§ **REQUIRED WORK**:
Reproduce the full set of records verbatim.

======== SOURCE MATERIAL

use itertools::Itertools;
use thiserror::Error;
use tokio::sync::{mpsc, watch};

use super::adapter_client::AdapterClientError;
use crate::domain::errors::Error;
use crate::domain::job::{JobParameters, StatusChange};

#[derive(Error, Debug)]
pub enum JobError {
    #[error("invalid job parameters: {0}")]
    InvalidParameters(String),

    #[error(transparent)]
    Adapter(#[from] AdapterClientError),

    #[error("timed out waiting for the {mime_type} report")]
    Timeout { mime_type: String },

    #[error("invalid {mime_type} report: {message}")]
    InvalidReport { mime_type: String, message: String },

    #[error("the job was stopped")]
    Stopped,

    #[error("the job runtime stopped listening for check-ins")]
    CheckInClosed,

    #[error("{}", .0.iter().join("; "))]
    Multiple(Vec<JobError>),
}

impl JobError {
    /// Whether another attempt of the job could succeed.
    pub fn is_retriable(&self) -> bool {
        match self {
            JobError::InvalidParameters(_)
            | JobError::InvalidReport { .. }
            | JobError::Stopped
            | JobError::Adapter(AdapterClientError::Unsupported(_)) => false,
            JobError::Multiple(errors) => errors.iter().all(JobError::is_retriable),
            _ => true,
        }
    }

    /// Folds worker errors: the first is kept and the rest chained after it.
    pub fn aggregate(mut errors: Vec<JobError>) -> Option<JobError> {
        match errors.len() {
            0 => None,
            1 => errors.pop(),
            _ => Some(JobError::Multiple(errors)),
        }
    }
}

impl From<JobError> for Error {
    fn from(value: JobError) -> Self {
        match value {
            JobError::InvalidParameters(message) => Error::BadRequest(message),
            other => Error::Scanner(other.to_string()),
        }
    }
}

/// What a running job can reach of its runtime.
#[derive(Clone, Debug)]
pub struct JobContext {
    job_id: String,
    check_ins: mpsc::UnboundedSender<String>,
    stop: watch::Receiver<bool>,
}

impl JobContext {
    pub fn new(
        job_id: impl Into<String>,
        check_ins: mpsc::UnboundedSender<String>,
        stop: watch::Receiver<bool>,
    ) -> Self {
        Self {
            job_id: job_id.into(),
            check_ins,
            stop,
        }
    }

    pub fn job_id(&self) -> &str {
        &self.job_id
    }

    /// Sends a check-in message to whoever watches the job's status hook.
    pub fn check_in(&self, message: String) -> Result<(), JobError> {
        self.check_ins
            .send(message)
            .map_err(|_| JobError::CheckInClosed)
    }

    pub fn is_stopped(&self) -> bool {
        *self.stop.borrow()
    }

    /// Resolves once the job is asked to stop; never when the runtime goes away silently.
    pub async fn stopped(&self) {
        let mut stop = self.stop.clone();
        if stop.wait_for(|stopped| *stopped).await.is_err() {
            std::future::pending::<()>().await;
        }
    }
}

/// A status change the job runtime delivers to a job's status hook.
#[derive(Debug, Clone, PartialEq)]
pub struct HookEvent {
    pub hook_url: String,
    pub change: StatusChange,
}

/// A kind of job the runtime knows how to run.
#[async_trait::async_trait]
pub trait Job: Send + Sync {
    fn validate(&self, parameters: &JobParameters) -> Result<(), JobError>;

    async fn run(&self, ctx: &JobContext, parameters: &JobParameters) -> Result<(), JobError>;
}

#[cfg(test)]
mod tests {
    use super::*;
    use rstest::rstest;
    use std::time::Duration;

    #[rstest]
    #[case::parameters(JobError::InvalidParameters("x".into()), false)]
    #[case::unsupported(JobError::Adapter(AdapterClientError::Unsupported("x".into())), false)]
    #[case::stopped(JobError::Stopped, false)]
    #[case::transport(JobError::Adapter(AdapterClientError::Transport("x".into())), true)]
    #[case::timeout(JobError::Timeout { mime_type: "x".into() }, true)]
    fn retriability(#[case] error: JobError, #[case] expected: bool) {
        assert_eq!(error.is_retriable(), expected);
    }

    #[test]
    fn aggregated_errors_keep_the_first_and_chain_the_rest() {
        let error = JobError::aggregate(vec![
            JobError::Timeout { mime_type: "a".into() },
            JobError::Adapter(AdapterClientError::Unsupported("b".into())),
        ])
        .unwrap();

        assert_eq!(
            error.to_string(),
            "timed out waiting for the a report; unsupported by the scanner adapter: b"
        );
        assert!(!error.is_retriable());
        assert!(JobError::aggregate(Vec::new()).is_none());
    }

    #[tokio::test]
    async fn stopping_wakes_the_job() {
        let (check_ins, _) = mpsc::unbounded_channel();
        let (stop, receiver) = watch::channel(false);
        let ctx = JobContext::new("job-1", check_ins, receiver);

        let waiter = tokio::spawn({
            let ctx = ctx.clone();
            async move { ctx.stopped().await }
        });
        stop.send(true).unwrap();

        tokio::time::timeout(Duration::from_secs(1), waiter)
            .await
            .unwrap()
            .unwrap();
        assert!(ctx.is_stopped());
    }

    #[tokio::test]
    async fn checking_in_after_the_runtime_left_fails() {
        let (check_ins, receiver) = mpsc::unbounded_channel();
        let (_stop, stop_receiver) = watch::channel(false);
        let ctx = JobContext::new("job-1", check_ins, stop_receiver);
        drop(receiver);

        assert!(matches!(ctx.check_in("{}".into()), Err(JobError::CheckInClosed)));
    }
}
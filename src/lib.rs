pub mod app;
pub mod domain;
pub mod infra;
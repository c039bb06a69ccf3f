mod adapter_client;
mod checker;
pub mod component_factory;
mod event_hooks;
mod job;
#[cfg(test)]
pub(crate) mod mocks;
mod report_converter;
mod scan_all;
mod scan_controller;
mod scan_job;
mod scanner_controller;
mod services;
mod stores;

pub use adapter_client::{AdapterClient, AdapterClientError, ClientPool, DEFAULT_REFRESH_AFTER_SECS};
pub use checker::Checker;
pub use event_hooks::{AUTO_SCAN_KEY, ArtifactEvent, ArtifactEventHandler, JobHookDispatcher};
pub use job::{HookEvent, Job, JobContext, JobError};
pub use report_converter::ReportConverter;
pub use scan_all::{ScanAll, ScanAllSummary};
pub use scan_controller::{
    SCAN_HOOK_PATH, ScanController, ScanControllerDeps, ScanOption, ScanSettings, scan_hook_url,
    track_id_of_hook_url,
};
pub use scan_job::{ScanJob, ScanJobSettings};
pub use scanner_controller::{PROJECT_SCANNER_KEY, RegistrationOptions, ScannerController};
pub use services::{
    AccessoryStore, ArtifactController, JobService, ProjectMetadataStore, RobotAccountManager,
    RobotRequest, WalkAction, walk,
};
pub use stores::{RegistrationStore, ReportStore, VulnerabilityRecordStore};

================

§ **TASK RESULT**:
use itertools::Itertools;
use thiserror::Error;
use tokio::sync::{mpsc, watch};

use super::adapter_client::AdapterClientError;
use crate::domain::errors::Error;
use crate::domain::job::{JobParameters, StatusChange};

#[derive(Error, Debug)]
pub enum JobError {
    #[error("invalid job parameters: {0}")]
    InvalidParameters(String),

    #[error(transparent)]
    Adapter(#[from] AdapterClientError),

    #[error("timed out waiting for the {mime_type} report")]
    Timeout { mime_type: String },

    #[error("invalid {mime_type} report: {message}")]
    InvalidReport { mime_type: String, message: String },

    #[error("the job was stopped")]
    Stopped,

    #[error("the job runtime stopped listening for check-ins")]
    CheckInClosed,

    #[error("{}", .0.iter().join("; "))]
    Multiple(Vec<JobError>),
}

impl JobError {
    /// Whether another attempt of the job could succeed.
    pub fn is_retriable(&self) -> bool {
        match self {
            JobError::InvalidParameters(_)
            | JobError::InvalidReport { .. }
            | JobError::Stopped
            | JobError::Adapter(AdapterClientError::Unsupported(_)) => false,
            JobError::Multiple(errors) => errors.iter().all(JobError::is_retriable),
            _ => true,
        }
    }

    /// Folds worker errors: the first is kept and the rest chained after it.
    pub fn aggregate(mut errors: Vec<JobError>) -> Option<JobError> {
        match errors.len() {
            0 => None,
            1 => errors.pop(),
            _ => Some(JobError::Multiple(errors)),
        }
    }
}

impl From<JobError> for Error {
    fn from(value: JobError) -> Self {
        match value {
            JobError::InvalidParameters(message) => Error::BadRequest(message),
            other => Error::Scanner(other.to_string()),
        }
    }
}

/// What a running job can reach of its runtime.
#[derive(Clone, Debug)]
pub struct JobContext {
    job_id: String,
    check_ins: mpsc::UnboundedSender<String>,
    stop: watch::Receiver<bool>,
}

impl JobContext {
    pub fn new(
        job_id: impl Into<String>,
        check_ins: mpsc::UnboundedSender<String>,
        stop: watch::Receiver<bool>,
    ) -> Self {
        Self {
            job_id: job_id.into(),
            check_ins,
            stop,
        }
    }

    pub fn job_id(&self) -> &str {
        &self.job_id
    }

    /// Sends a check-in message to whoever watches the job's status hook.
    pub fn check_in(&self, message: String) -> Result<(), JobError> {
        self.check_ins
            .send(message)
            .map_err(|_| JobError::CheckInClosed)
    }

    pub fn is_stopped(&self) -> bool {
        *self.stop.borrow()
    }

    /// Resolves once the job is asked to stop; never when the runtime goes away silently.
    pub async fn stopped(&self) {
        let mut stop = self.stop.clone();
        if stop.wait_for(|stopped| *stopped).await.is_err() {
            std::future::pending::<()>().await;
        }
    }
}

/// A status change the job runtime delivers to a job's status hook.
#[derive(Debug, Clone, PartialEq)]
pub struct HookEvent {
    pub hook_url: String,
    pub change: StatusChange,
}

/// A kind of job the runtime knows how to run.
#[async_trait::async_trait]
pub trait Job: Send + Sync {
    fn validate(&self, parameters: &JobParameters) -> Result<(), JobError>;

    async fn run(&self, ctx: &JobContext, parameters: &JobParameters) -> Result<(), JobError>;
}

#[cfg(test)]
mod tests {
    use super::*;
    use rstest::rstest;
    use std::time::Duration;

    #[rstest]
    #[case::parameters(JobError::InvalidParameters("x".into()), false)]
    #[case::unsupported(JobError::Adapter(AdapterClientError::Unsupported("x".into())), false)]
    #[case::stopped(JobError::Stopped, false)]
    #[case::transport(JobError::Adapter(AdapterClientError::Transport("x".into())), true)]
    #[case::timeout(JobError::Timeout { mime_type: "x".into() }, true)]
    fn retriability(#[case] error: JobError, #[case] expected: bool) {
        assert_eq!(error.is_retriable(), expected);
    }

    #[test]
    fn aggregated_errors_keep_the_first_and_chain_the_rest() {
        let error = JobError::aggregate(vec![
            JobError::Timeout { mime_type: "a".into() },
            JobError::Adapter(AdapterClientError::Unsupported("b".into())),
        ])
        .unwrap();

        assert_eq!(
            error.to_string(),
            "timed out waiting for the a report; unsupported by the scanner adapter: b"
        );
        assert!(!error.is_retriable());
        assert!(JobError::aggregate(Vec::new()).is_none());
    }

    #[tokio::test]
    async fn stopping_wakes_the_job() {
        let (check_ins, _) = mpsc::unbounded_channel();
        let (stop, receiver) = watch::channel(false);
        let ctx = JobContext::new("job-1", check_ins, receiver);

        let waiter = tokio::spawn({
            let ctx = ctx.clone();
            async move { ctx.stopped().await }
        });
        stop.send(true).unwrap();

        tokio::time::timeout(Duration::from_secs(1), waiter)
            .await
            .unwrap()
            .unwrap();
        assert!(ctx.is_stopped());
    }

    #[tokio::test]
    async fn checking_in_after_the_runtime_left_fails() {
        let (check_ins, receiver) = mpsc::unbounded_channel();
        let (_stop, stop_receiver) = watch::channel(false);
        let ctx = JobContext::new("job-1", check_ins, stop_receiver);
        drop(receiver);

        assert!(matches!(ctx.check_in("{}".into()), Err(JobError::CheckInClosed)));
    }
}
filename src/lib.rs
pub mod app;
pub mod domain;
pub mod infra;
repository c039bb06a69ccf3f
mod adapter_client;
mod checker;
pub mod component_factory;
mod event_hooks;
mod job;
#[cfg(test)]
pub(crate) mod mocks;
mod report_converter;
mod scan_all;
mod scan_controller;
mod scan_job;
mod scanner_controller;
mod services;
mod stores;

pub use adapter_client::{AdapterClient, AdapterClientError, ClientPool, DEFAULT_REFRESH_AFTER_SECS};
pub use checker::Checker;
pub use event_hooks::{AUTO_SCAN_KEY, ArtifactEvent, ArtifactEventHandler, JobHookDispatcher};
pub use job::{HookEvent, Job, JobContext, JobError};
pub use report_converter::ReportConverter;
pub use scan_all::{ScanAll, ScanAllSummary};
pub use scan_controller::{
    SCAN_HOOK_PATH, ScanController, ScanControllerDeps, ScanOption, ScanSettings, scan_hook_url,
    track_id_of_hook_url,
};
pub use scan_job::{ScanJob, ScanJobSettings};
pub use scanner_controller::{PROJECT_SCANNER_KEY, RegistrationOptions, ScannerController};
pub use services::{
    AccessoryStore, ArtifactController, JobService, ProjectMetadataStore, RobotAccountManager,
    RobotRequest, WalkAction, walk,
};
pub use stores::{RegistrationStore, ReportStore, VulnerabilityRecordStore};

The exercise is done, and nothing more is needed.